A Nigerian surgeon based in the US, Dr Oluyinka Olutoye, and his surgeon partner, Dr. Darrell Cass of Texas Children’s Hospital accomplished an extraordinary surgery to save LynLee Hope when she was a 23-week-old fetus.
LynLee underwent the crucial operation to treat a tumor know as ‘sacrococcygeal teratoma’ before she was returned to her mother’s womb. She healed and continued to grow until she was born at 36 weeks.
Margaret Boemer went for a routine ultrasound 16 weeks into her pregnancy with her third child, but discovered that things were far from routine.
“They saw something on the scan, and the doctor came in and told us that there was something seriously wrong with our baby and that she had a sacrococcygeal teratoma,” the Texas mom said in an interview shared by Texas Children’s Hospital.
“And it was very shocking and scary, because we didn’t know what that long word meant or what diagnosis that would bring,” the mother said.
Sacrococcygeal teratoma is a tumor that develops before birth and grows from a baby’s coccyx, the tailbone.
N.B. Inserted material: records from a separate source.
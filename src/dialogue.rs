//! Conversation state for one chat: the current screen plus the data gathered
//! along the way (language, query, results, article, sections, translation).

use crate::errors::{FlowError, SelectionError};
use crate::languages::DEFAULT_LANGUAGE;
use crate::paginator::Pages;
use crate::wiki::Article;

/// Maximum accepted search query length, in characters
pub const MAX_QUERY_CHARS: usize = 300;

/// Screen the conversation is on
#[derive(Clone, Copy, Debug, Default, PartialEq, Eq, Hash)]
pub enum ChatState {
    #[default]
    Init,
    SelectingLanguage,
    Searching,
    /// Search returned nothing; offers "try again" and "change language"
    NoResults,
    ViewingResults,
    ViewingArticle,
    ReadingArticle,
    ViewingTranslation,
    ReadingTranslation,
}

/// What the article screen shows below the title
#[derive(Clone, Debug, Default, PartialEq, Eq)]
pub enum ArticlePanel {
    #[default]
    Summary,
    /// Other language editions of the article
    Languages,
    /// Translation target picker
    TranslateTargets,
    ShareLink(String),
}

/// What the reading screen shows for the current section
#[derive(Clone, Debug, Default, PartialEq, Eq)]
pub enum SectionPanel {
    #[default]
    Text,
    /// Translation target picker for the current section
    TranslateTargets,
    /// One-off translation of the current section, never cached
    Translated {
        language: String,
        heading: Option<String>,
        text: String,
    },
}

/// The single cached article translation.
#[derive(Clone, Debug, PartialEq, Eq)]
pub struct Translation {
    pub language: String,
    pub article: Article,
    /// Present once the translation is being read
    pub sections: Option<Pages>,
}

/// Everything the bot remembers about one conversation.
#[derive(Clone, Debug, PartialEq, Eq)]
pub struct Session {
    pub state: ChatState,
    /// Interface language reported by the chat client
    pub ui_language: Option<String>,
    /// Search and display language
    pub language: String,
    pub search_query: Option<String>,
    pub search_results: Vec<String>,
    pub current_article: Option<Article>,
    pub article_sections: Option<Pages>,
    pub translation: Option<Translation>,
    pub article_panel: ArticlePanel,
    pub section_panel: SectionPanel,
    /// Bumped on every committed change
    pub revision: u64,
}

impl Default for Session {
    fn default() -> Self {
        Self {
            state: ChatState::Init,
            ui_language: None,
            language: DEFAULT_LANGUAGE.to_string(),
            search_query: None,
            search_results: Vec::new(),
            current_article: None,
            article_sections: None,
            translation: None,
            article_panel: ArticlePanel::Summary,
            section_panel: SectionPanel::Text,
            revision: 0,
        }
    }
}

impl Session {
    pub fn new() -> Self {
        Self::default()
    }

    pub fn ui_language(&self) -> Option<&str> {
        self.ui_language.as_deref()
    }

    /// Back to `Init`, keeping only the interface language and revision.
    pub fn reset(&mut self) {
        *self = Self {
            ui_language: self.ui_language.take(),
            revision: self.revision,
            ..Self::default()
        };
    }

    /// Drop search, article and translation data, keeping the search language.
    pub fn clear_search(&mut self) {
        self.search_query = None;
        self.search_results.clear();
        self.clear_article();
    }

    fn clear_article(&mut self) {
        self.current_article = None;
        self.article_sections = None;
        self.translation = None;
        self.article_panel = ArticlePanel::Summary;
        self.section_panel = SectionPanel::Text;
    }

    /// Make `article` current. Everything derived from the previous one goes.
    pub fn open_article(&mut self, article: Article) {
        self.clear_article();
        self.current_article = Some(article);
        self.state = ChatState::ViewingArticle;
    }

    pub fn article(&self) -> Result<&Article, FlowError> {
        self.current_article
            .as_ref()
            .ok_or_else(|| FlowError::invalid_state("no article is open"))
    }

    pub fn sections_mut(&mut self) -> Result<&mut Pages, FlowError> {
        self.article_sections
            .as_mut()
            .ok_or_else(|| FlowError::invalid_state("article is not being read"))
    }

    /// Replace the cached translation. Only one is kept at a time.
    pub fn set_translation(&mut self, language: impl Into<String>, article: Article) {
        self.translation = Some(Translation {
            language: language.into(),
            article,
            sections: None,
        });
    }

    /// Cached translation for `language`, if that is the one held.
    pub fn translation_for(&self, language: &str) -> Option<&Translation> {
        self.translation
            .as_ref()
            .filter(|t| t.language == language)
    }

    pub fn translation(&self) -> Result<&Translation, FlowError> {
        self.translation
            .as_ref()
            .ok_or_else(|| FlowError::invalid_state("no translation available"))
    }

    pub fn translation_mut(&mut self) -> Result<&mut Translation, FlowError> {
        self.translation
            .as_mut()
            .ok_or_else(|| FlowError::invalid_state("no translation available"))
    }

    pub fn translated_sections_mut(&mut self) -> Result<&mut Pages, FlowError> {
        self.translation_mut()?
            .sections
            .as_mut()
            .ok_or_else(|| FlowError::invalid_state("translation is not being read"))
    }

    /// Resolve a search result button against the stored results.
    pub fn search_result(&self, index: usize) -> Result<&str, SelectionError> {
        self.search_results
            .get(index)
            .map(String::as_str)
            .ok_or(SelectionError::ResultOutOfRange {
                index,
                len: self.search_results.len(),
            })
    }
}

/// Validates a search query input
pub fn validate_query(query: &str) -> Result<String, SelectionError> {
    let trimmed = query.trim();

    if trimmed.is_empty() {
        return Err(SelectionError::EmptyQuery);
    }

    if trimmed.chars().count() > MAX_QUERY_CHARS {
        return Err(SelectionError::QueryTooLong);
    }

    Ok(trimmed.to_string())
}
It occurs in one out of every 35,000 births, mostly girls.
“Some of these tumors can be very well-tolerated, so the fetus has it and can get born with it and we can take it out after the baby’s born,” said Cass, co-director of Texas Children’s Fetal Center and associate professor of surgery, pediatrics and obstetrics and gynecology at Baylor College Medicine.
Cass explained that the tumor is trying to grow by sucking blood flow from the baby, yet the baby is also trying to grow too, “so it becomes a competition. And in some instances, the tumor wins and the heart just can’t keep up and the heart goes into failure and the baby dies,” he said.
“LynLee didn’t have much of a chance,” Boemer said. “At 23 weeks, the tumor was shutting her heart down and causing her to go into cardiac failure, so it was a choice of allowing the tumor to take over her body or giving her a chance at life. It was an easy decision for us: We wanted to give her life.
Cass and his partner surgeon, Dr. Oluyinka Olutoye, then performed the emergency fetal surgery. By this time, the tumor was nearly larger than the fetus. They operated for about five hours before placing LynLee back inside the womb and sewed her mother’s uterus shut.
“It’s kind of a miracle you’re able to open the uterus like that and seal it all back and the whole thing works,” said Cass.
The mother was on bed rest for the remainder of her pregnancy, and despite her pain, she marshaled her strength and made it another 12 weeks to nearly 36 weeks — full term — when Lynlee Hope was born for the second time via C-section on June 6. She weighed 5 pounds and 5 ounces.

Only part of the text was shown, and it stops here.